§ **BRIEF**
After reading each line of the entries, give the number of lines that contain "Value" and nothing else.

======== DATA EXCERPTS

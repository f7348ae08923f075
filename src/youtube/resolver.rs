//! Resolves free-text queries and playlist URLs into [`Track`] records.
//!
//! The upstream is queried through the `yt-dlp` JSON interface: a single
//! `ytsearch1:` probe for text queries, a flat playlist listing for playlist
//! URLs. The subprocess runs on a blocking worker so resolution never stalls
//! sibling requests; parsing is split into plain functions over the tool's
//! output.

use std::process::Command;

use serde_json::Value;
use tokio::task;
use tracing::{error, info};

use crate::track::{self, Track};
use crate::utils;
use crate::Settings;

use super::{SourceError, SourceResult, WATCH_BASE};

/// Resolves search queries and playlist listings into tracks.
pub struct Resolver {
    settings: Settings,
}

impl Resolver {
    pub fn new(settings: Settings) -> Self {
        Self { settings }
    }

    /// Issues a single-result upstream text search.
    ///
    /// Returns `None` for an empty query, zero upstream results, a tool
    /// failure, or unparseable output; never a track with a missing id.
    pub async fn search(&self, query: &str, message_id: i64, video: bool) -> Option<Track> {
        if query.trim().is_empty() {
            return None;
        }
        info!("Searching upstream for: {}", query);

        let bin = self.settings.ytdlp_path.clone();
        let probe = format!("ytsearch1:{}", query);
        let output = task::spawn_blocking(move || {
            Command::new(bin)
                .args(["-j", "--no-playlist", "--skip-download", &probe])
                .output()
        })
        .await;

        let output = match output {
            Ok(Ok(output)) => output,
            Ok(Err(e)) => {
                error!("Failed to run search tool: {}", e);
                return None;
            }
            Err(e) => {
                error!("Search task failed: {}", e);
                return None;
            }
        };

        if !output.status.success() {
            error!(
                "Search tool exited with {}: {}",
                output.status,
                String::from_utf8_lossy(&output.stderr).trim()
            );
            return None;
        }

        track_from_search(&output.stdout, message_id, video)
    }

    /// Fetches a playlist listing and maps up to `limit` entries to tracks,
    /// preserving upstream order.
    ///
    /// Partial success is part of the contract: the first entry that fails to
    /// map logs the cause and ends the loop, and every track built before the
    /// failure point is returned. A listing-level failure yields an empty
    /// vec. Nothing on this path is raised to the caller.
    pub async fn playlist(&self, limit: usize, user: &str, url: &str, video: bool) -> Vec<Track> {
        info!("Resolving playlist ({} entries max): {}", limit, url);

        let bin = self.settings.ytdlp_path.clone();
        let url = url.to_string();
        let end = limit.to_string();
        let output = task::spawn_blocking(move || {
            Command::new(bin)
                .args(["-j", "--flat-playlist", "--playlist-end", &end, &url])
                .output()
        })
        .await;

        let output = match output {
            Ok(Ok(output)) if output.status.success() => output,
            Ok(Ok(output)) => {
                error!(
                    "Playlist listing exited with {}: {}",
                    output.status,
                    String::from_utf8_lossy(&output.stderr).trim()
                );
                return Vec::new();
            }
            Ok(Err(e)) => {
                error!("Failed to run playlist listing: {}", e);
                return Vec::new();
            }
            Err(e) => {
                error!("Playlist task failed: {}", e);
                return Vec::new();
            }
        };

        collect_playlist(&String::from_utf8_lossy(&output.stdout), limit, user, video)
    }
}

/// Builds a track from the search probe's JSON output. The tool prints
/// nothing for a query with zero results, which surfaces here as `None`.
fn track_from_search(stdout: &[u8], message_id: i64, video: bool) -> Option<Track> {
    if stdout.is_empty() {
        return None;
    }

    let data: Value = match serde_json::from_slice(stdout) {
        Ok(data) => data,
        Err(e) => {
            error!("Unable to parse search result: {}", e);
            return None;
        }
    };

    let id = data["id"].as_str().filter(|id| !id.is_empty())?.to_string();
    let duration = duration_field(&data);

    Some(Track {
        url: data["webpage_url"]
            .as_str()
            .map(str::to_string)
            .unwrap_or_else(|| format!("{}{}", WATCH_BASE, id)),
        title: track::display_title(data["title"].as_str().unwrap_or("Unknown Title")),
        channel_name: channel_field(&data),
        duration_sec: utils::to_seconds(&duration),
        duration,
        thumbnail: track::strip_query(data["thumbnail"].as_str().unwrap_or_default()),
        view_count: data["view_count"]
            .as_u64()
            .map(utils::short_views)
            .unwrap_or_default(),
        video,
        message_id: Some(message_id),
        user: None,
        id,
    })
}

/// Maps flat-listing lines to tracks, stopping at the first failure and
/// returning the prefix built so far.
fn collect_playlist(stdout: &str, limit: usize, user: &str, video: bool) -> Vec<Track> {
    let mut tracks = Vec::new();

    for line in stdout.lines().filter(|line| !line.trim().is_empty()).take(limit) {
        match playlist_entry(line, user, video) {
            Ok(track) => tracks.push(track),
            Err(e) => {
                error!("Playlist error: {}", e);
                break;
            }
        }
    }

    tracks
}

/// Builds one track from a flat playlist entry.
///
/// Playlist context quirks: no message id, the view count is always empty
/// (the flat listing does not carry one), and the entry URL has its
/// `&list=...` membership suffix stripped.
fn playlist_entry(line: &str, user: &str, video: bool) -> SourceResult<Track> {
    let data: Value = serde_json::from_str(line)?;

    let id = data["id"]
        .as_str()
        .filter(|id| !id.is_empty())
        .ok_or_else(|| SourceError::Metadata("playlist entry is missing an id".to_string()))?
        .to_string();

    // The flat listing reports numeric seconds; format then re-parse so the
    // duration/duration_sec pair stays consistent.
    let duration = utils::duration_label(data["duration"].as_f64().unwrap_or(0.0) as u64);

    let url = data["url"]
        .as_str()
        .map(str::to_string)
        .unwrap_or_else(|| format!("{}{}", WATCH_BASE, id));
    let url = url
        .split("&list=")
        .next()
        .unwrap_or(&url)
        .to_string();

    Ok(Track {
        title: track::display_title(data["title"].as_str().unwrap_or("Unknown Title")),
        channel_name: channel_field(&data),
        duration_sec: utils::to_seconds(&duration),
        duration,
        thumbnail: last_thumbnail(&data),
        url,
        view_count: String::new(),
        video,
        message_id: None,
        user: Some(user.to_string()),
        id,
    })
}

/// Display duration, preferring the tool's pre-rendered string and falling
/// back to formatting the numeric seconds.
fn duration_field(data: &Value) -> String {
    data["duration_string"]
        .as_str()
        .map(str::to_string)
        .unwrap_or_else(|| utils::duration_label(data["duration"].as_f64().unwrap_or(0.0) as u64))
}

/// Channel display name, under whichever key the tool used; empty if absent.
fn channel_field(data: &Value) -> String {
    data["channel"]
        .as_str()
        .or_else(|| data["uploader"].as_str())
        .unwrap_or_default()
        .to_string()
}

/// Highest-resolution thumbnail (the listing orders them ascending), query
/// stripped; empty when the entry carries none.
fn last_thumbnail(data: &Value) -> String {
    data["thumbnails"]
        .as_array()
        .and_then(|thumbnails| thumbnails.last())
        .and_then(|thumbnail| thumbnail["url"].as_str())
        .map(track::strip_query)
        .unwrap_or_default()
}

#[cfg(test)]
mod tests {
    use super::*;
    use pretty_assertions::assert_eq;
    use serde_json::json;

    fn search_json() -> Vec<u8> {
        json!({
            "id": "dQw4w9WgXcQ",
            "title": "Rick Astley - Never Gonna Give You Up (Official Video)",
            "channel": "Rick Astley",
            "duration": 213,
            "duration_string": "3:33",
            "thumbnail": "https://i.ytimg.com/vi/dQw4w9WgXcQ/hq720.jpg?sqp=abc&rs=x",
            "webpage_url": "https://www.youtube.com/watch?v=dQw4w9WgXcQ",
            "view_count": 1_500_000_000u64,
        })
        .to_string()
        .into_bytes()
    }

    #[test]
    fn test_search_result_mapping() {
        let track = track_from_search(&search_json(), 42, false).unwrap();

        assert_eq!(track.id, "dQw4w9WgXcQ");
        assert_eq!(track.title, "Rick Astley - Never Gonna");
        assert!(track.title.chars().count() <= track::MAX_TITLE_LEN);
        assert_eq!(track.channel_name, "Rick Astley");
        assert_eq!(track.duration, "3:33");
        assert_eq!(track.duration_sec, 213);
        assert_eq!(
            track.thumbnail,
            "https://i.ytimg.com/vi/dQw4w9WgXcQ/hq720.jpg"
        );
        assert_eq!(track.url, "https://www.youtube.com/watch?v=dQw4w9WgXcQ");
        assert_eq!(track.view_count, "1.5B views");
        assert_eq!(track.message_id, Some(42));
        assert_eq!(track.user, None);
        assert!(!track.video);
    }

    #[test]
    fn test_search_empty_output_is_none() {
        assert_eq!(track_from_search(b"", 1, false), None);
    }

    #[test]
    fn test_search_missing_id_is_none() {
        let out = json!({"title": "no id here"}).to_string().into_bytes();
        assert_eq!(track_from_search(&out, 1, false), None);

        let out = json!({"id": "", "title": "blank id"}).to_string().into_bytes();
        assert_eq!(track_from_search(&out, 1, false), None);
    }

    #[test]
    fn test_search_malformed_output_is_none() {
        assert_eq!(track_from_search(b"not json at all", 1, false), None);
    }

    #[test]
    fn test_search_duration_falls_back_to_numeric() {
        let out = json!({"id": "abcdefghijk", "title": "t", "duration": 225})
            .to_string()
            .into_bytes();
        let track = track_from_search(&out, 1, true).unwrap();
        assert_eq!(track.duration, "3:45");
        assert_eq!(track.duration_sec, 225);
        assert!(track.video);
    }

    fn playlist_line(id: &str, index: usize) -> String {
        json!({
            "id": id,
            "title": format!("Entry number {}", index),
            "channel": "Some Channel",
            "duration": 200 + index,
            "url": format!("https://www.youtube.com/watch?v={}&list=PLxyz", id),
            "thumbnails": [
                {"url": "https://i.ytimg.com/vi/low.jpg?x=1"},
                {"url": format!("https://i.ytimg.com/vi/{}/hq720.jpg?sqp=s", id)},
            ],
        })
        .to_string()
    }

    #[test]
    fn test_playlist_entry_mapping() {
        let track = playlist_entry(&playlist_line("aaaaaaaaaaa", 1), "tester", false).unwrap();

        assert_eq!(track.id, "aaaaaaaaaaa");
        assert_eq!(track.url, "https://www.youtube.com/watch?v=aaaaaaaaaaa");
        assert_eq!(track.duration, "3:21");
        assert_eq!(track.duration_sec, 201);
        assert_eq!(
            track.thumbnail,
            "https://i.ytimg.com/vi/aaaaaaaaaaa/hq720.jpg"
        );
        assert_eq!(track.view_count, "");
        assert_eq!(track.message_id, None);
        assert_eq!(track.user, Some("tester".to_string()));
    }

    #[test]
    fn test_playlist_respects_limit_and_order() {
        let ids = ["aaaaaaaaaaa", "bbbbbbbbbbb", "ccccccccccc", "ddddddddddd"];
        let stdout: String = ids
            .iter()
            .enumerate()
            .map(|(i, id)| playlist_line(id, i) + "\n")
            .collect();

        let tracks = collect_playlist(&stdout, 3, "tester", false);
        assert_eq!(tracks.len(), 3);
        let got: Vec<&str> = tracks.iter().map(|track| track.id.as_str()).collect();
        assert_eq!(got, ["aaaaaaaaaaa", "bbbbbbbbbbb", "ccccccccccc"]);
    }

    #[test]
    fn test_playlist_partial_failure_returns_prefix() {
        let stdout = format!(
            "{}\n{}\nthis line is not json\n{}\n",
            playlist_line("aaaaaaaaaaa", 0),
            playlist_line("bbbbbbbbbbb", 1),
            playlist_line("ddddddddddd", 3),
        );

        // The malformed third entry ends the loop; the prefix survives and
        // the entry after the failure is not resurrected.
        let tracks = collect_playlist(&stdout, 10, "tester", false);
        assert_eq!(tracks.len(), 2);
        assert_eq!(tracks[0].id, "aaaaaaaaaaa");
        assert_eq!(tracks[1].id, "bbbbbbbbbbb");
    }

    #[test]
    fn test_playlist_entry_without_id_fails() {
        let line = json!({"title": "idless"}).to_string();
        assert!(playlist_entry(&line, "tester", false).is_err());
    }

    #[test]
    fn test_playlist_empty_listing_is_empty() {
        assert!(collect_playlist("", 5, "tester", false).is_empty());
        assert!(collect_playlist("\n\n", 5, "tester", false).is_empty());
    }

    #[test]
    fn test_search_blank_query_short_circuits() {
        tokio_test::block_on(async {
            let resolver = Resolver::new(Settings::default());
            assert_eq!(resolver.search("", 1, false).await, None);
            assert_eq!(resolver.search("   ", 1, false).await, None);
        });
    }
}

================

§ **FINISHED TASK**
6